Pauline was the second youngest of nine children born on a farm. The boys worked in the fields and the girls worked in the house. That’s just the way it was. She was a good country cook, and she cooked for her German sailor, too: fried chicken, chipped beef, potato salad, coleslaw, fruit cake, peach pie.

We spent a lot of time with my grandparents, especially after the accident, when we moved next door to help take care of them. I was always happy to visit– My grandparents were glad to see me, and they ate food that we didn’t have at home. There were packages of Nutter Butter cookies for my grandfather, and bags of chalky pink peppermints. There were cold slices of squirrel and rabbit refrigerated in margarine tubs, that we ate with Blue Ribbon margarine on Roman Meal bread. There was Braunschweiger and sliced genoa salami. Their dirt-floored cellar was a treasure house of canned peaches, pears, and fruit cocktail, jars of cinnamon-sugar applesauce, and big cans of Hi-C from the canning factory where they used to work.

And down behind the white Westinghouse fridge, where they kept six-pack glass returnable bottles of Coke (for Grandma) and Pepsi (for Pop-pop), was a flowered vinyl shopping bag, and two aprons – one red, one blue, hung on a hook.

Pauline Schroll tombstone, 1910-1981

I don’t like sports. I’ve never been hunting–I’ve been a vegetarian since I was fifteen. But, I, too, ran off and married my husband –another foreigner–and called my mom to tell her the news after the fact. I learned to ride before I can remember, and the feel of a horse under me is as natural as walking.

The cooking thing skipped a generation. My mom didn’t learn to cook until her husband taught her, and when he died when I was eight, I took over the cooking. It wasn’t until I had grown up and moved out and was visiting my mom, digging for some cobwebbed necessity when trying to make Christmas dinner in her neglected kitchen that I came across my grandmother’s apron.

It all came back to me. My whole childhood. My grandfather’s bolo ties, and his snoring in his armchair in front of the Orioles game. Eating squirrel sandwiches at the claw-foot table in the kitchen. Feeding the chickens, and stroking the feathers of the pale gold spring peeps.
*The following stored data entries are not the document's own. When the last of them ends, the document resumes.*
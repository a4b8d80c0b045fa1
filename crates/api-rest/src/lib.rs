//! # API REST
//!
//! REST API for the users service.
//!
//! Handles:
//! - HTTP endpoints with axum over a shared [`UserStore`]
//! - OpenAPI document generation
//! - REST-specific concerns (JSON error bodies, CORS, request tracing, panic containment)
//!
//! Uses `users-core` for the data model and store.
//!
//! ## Routes
//! - `GET    /api/users`
//! - `POST   /api/users`
//! - `GET    /api/users/:user_id`
//! - `PUT    /api/users/:user_id`
//! - `DELETE /api/users/:user_id`
//! - `GET    /api-docs/openapi.json`
//!
//! The `/api/users` prefix matches in any letter case and a single trailing slash is ignored, so
//! `GET /API/Users/` lists users. The `:user_id` segment is passed through untouched.
//!
//! Anything else, including an unsupported method on a known path, is
//! `404 {"message": "Endpoint not found"}`.

#![warn(rust_2018_idioms)]

pub mod error;
pub mod extract;
pub mod users;

use std::any::Any;

use axum::{
    extract::Request,
    http::{uri::PathAndQuery, Uri},
    response::{IntoResponse, Json, Response},
    routing::get,
    Router,
};
use tower::util::MapRequest;
use tower_http::{catch_panic::CatchPanicLayer, cors::CorsLayer, trace::TraceLayer};
use utoipa::OpenApi;

use users_core::{CoreConfig, User, UserPayload, UserStore};

use crate::error::{ApiError, MessageRes};
use crate::users::{
    create_user, delete_user, endpoint_not_found, get_user, list_users, update_user,
};

/// Application state shared across REST API handlers.
#[derive(Clone, Debug)]
pub struct AppState {
    pub store: UserStore,
}

#[derive(OpenApi)]
#[openapi(
    paths(
        users::list_users,
        users::get_user,
        users::create_user,
        users::update_user,
        users::delete_user,
    ),
    components(schemas(User, UserPayload, MessageRes))
)]
pub struct ApiDoc;

/// Literal collection path; matched case-insensitively by [`normalize_path`].
const USERS_PATH: &str = "/api/users";

/// The full service: path normalisation in front of the router.
pub type UsersApp = MapRequest<Router, fn(Request) -> Request>;

/// Build the application over `store`.
///
/// Every route shares the same store. Pass a fresh [`UserStore`] for an independent instance.
pub fn app(store: UserStore) -> UsersApp {
    let normalize: fn(Request) -> Request = normalize_path;
    tower::ServiceExt::<Request>::map_request(router(store), normalize)
}

fn router(store: UserStore) -> Router {
    let collection = get(list_users)
        .post(create_user)
        .fallback(endpoint_not_found);
    let member = get(get_user)
        .put(update_user)
        .delete(delete_user)
        .fallback(endpoint_not_found);

    Router::new()
        .route(USERS_PATH, collection)
        .route("/api/users/:user_id", member)
        .route("/api-docs/openapi.json", get(openapi))
        .fallback(endpoint_not_found)
        .layer(CatchPanicLayer::custom(handle_panic))
        .layer(TraceLayer::new_for_http())
        .layer(CorsLayer::permissive())
        .with_state(AppState { store })
}

/// Lowercases a case-variant `/api/users` prefix and drops one trailing slash.
///
/// Requests whose rewritten URI cannot be rebuilt are passed on unchanged.
fn normalize_path(mut req: Request) -> Request {
    let path = req.uri().path();
    let mut normalized = match path.get(..USERS_PATH.len()) {
        Some(prefix)
            if prefix.eq_ignore_ascii_case(USERS_PATH)
                && matches!(path.as_bytes().get(USERS_PATH.len()), None | Some(b'/')) =>
        {
            format!("{}{}", USERS_PATH, &path[USERS_PATH.len()..])
        }
        _ => path.to_owned(),
    };
    if normalized.len() > 1 && normalized.ends_with('/') {
        normalized.pop();
    }
    if normalized == path {
        return req;
    }

    if let Some(query) = req.uri().query() {
        normalized = format!("{}?{}", normalized, query);
    }
    let mut parts = req.uri().clone().into_parts();
    let Ok(path_and_query) = PathAndQuery::try_from(normalized) else {
        return req;
    };
    parts.path_and_query = Some(path_and_query);
    if let Ok(uri) = Uri::from_parts(parts) {
        *req.uri_mut() = uri;
    }
    req
}

/// Bind to the configured port and serve until Ctrl-C (or SIGTERM on unix).
///
/// # Errors
/// Returns an error if the address cannot be bound or the server fails while running.
pub async fn serve(config: &CoreConfig, store: UserStore) -> anyhow::Result<()> {
    let addr = config.bind_addr();
    let listener = tokio::net::TcpListener::bind(addr).await?;

    tracing::info!("-- Server is running on port {}", config.port());

    let service = axum::ServiceExt::<Request>::into_make_service(app(store));
    axum::serve(listener, service)
        .with_graceful_shutdown(shutdown_signal())
        .await?;

    tracing::info!("-- Server stopped");
    Ok(())
}

async fn openapi() -> Json<utoipa::openapi::OpenApi> {
    Json(ApiDoc::openapi())
}

/// Turns a handler panic into an opaque 500, logging the panic payload.
fn handle_panic(err: Box<dyn Any + Send + 'static>) -> Response {
    let detail = if let Some(s) = err.downcast_ref::<String>() {
        s.clone()
    } else if let Some(s) = err.downcast_ref::<&str>() {
        (*s).to_string()
    } else {
        "unknown panic payload".to_string()
    };

    ApiError::Internal(format!("handler panicked: {}", detail)).into_response()
}

async fn shutdown_signal() {
    let ctrl_c = async {
        if let Err(e) = tokio::signal::ctrl_c().await {
            tracing::error!("Failed to install Ctrl-C handler: {}", e);
            std::future::pending::<()>().await;
        }
    };

    #[cfg(unix)]
    let terminate = async {
        match tokio::signal::unix::signal(tokio::signal::unix::SignalKind::terminate()) {
            Ok(mut signal) => {
                signal.recv().await;
            }
            Err(e) => {
                tracing::error!("Failed to install SIGTERM handler: {}", e);
                std::future::pending::<()>().await;
            }
        }
    };

    #[cfg(not(unix))]
    let terminate = std::future::pending::<()>();

    tokio::select! {
        _ = ctrl_c => {},
        _ = terminate => {},
    }

    tracing::info!("-- Shutdown signal received");
}
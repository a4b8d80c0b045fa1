//! Core runtime configuration.
//!
//! Configuration is resolved once at process startup and then passed into the server. Request
//! handling never reads process-wide environment variables.

use crate::{CoreError, CoreResult};
use std::net::{Ipv4Addr, SocketAddr};

/// Port used when `PORT` is unset or blank.
pub const DEFAULT_PORT: u16 = 3000;

/// Core configuration resolved at startup.
#[derive(Clone, Debug, PartialEq, Eq)]
pub struct CoreConfig {
    port: u16,
}

impl Default for CoreConfig {
    fn default() -> Self {
        Self { port: DEFAULT_PORT }
    }
}

impl CoreConfig {
    /// Create a new `CoreConfig`.
    pub fn new(port: u16) -> Self {
        Self { port }
    }

    /// Build the configuration from a raw `PORT` value, see [`port_from_env_value`].
    pub fn from_env_value(value: Option<String>) -> CoreResult<Self> {
        Ok(Self::new(port_from_env_value(value)?))
    }

    pub fn port(&self) -> u16 {
        self.port
    }

    /// Address the server binds to: all IPv4 interfaces on the configured port.
    pub fn bind_addr(&self) -> SocketAddr {
        SocketAddr::from((Ipv4Addr::UNSPECIFIED, self.port))
    }
}

/// Parse the listening port from an optional string value.
///
/// If `value` is `None` or empty/whitespace, returns [`DEFAULT_PORT`].
pub fn port_from_env_value(value: Option<String>) -> CoreResult<u16> {
    let value = value
        .map(|v| v.trim().to_string())
        .filter(|v| !v.is_empty());

    match value {
        None => Ok(DEFAULT_PORT),
        Some(v) => v.parse::<u16>().map_err(|e| {
            CoreError::InvalidConfig(format!("PORT '{}' is not a valid port: {}", v, e))
        }),
    }
}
Sledding down the mountain lane in winter, and scrambling barefoot up trees in the summer, gathering black raspberries by the bucketful and spooning them with sugar over vanilla ice cream. Riding my Shetland pony, and falling under her feet when the girth slipped on her grass-fat belly. Crawling through barbed-wire fences, watching out for copperheads, playing tag with my cousins. Eating sassafras leaves, birch bark, and teaberries, and ‘cooking’ grass and acorns in a beat-up old saucepot on the tar-paper roof of the springhouse.

My mom didn’t need the apron, and I took it with me. When I wear it, I know the Pauline who I never knew. When I wear it, I continue the best of the women in my family. Women who know the Appalachian woods from the inside, who ride horses without fear, who marry the men they love, and ask permission later.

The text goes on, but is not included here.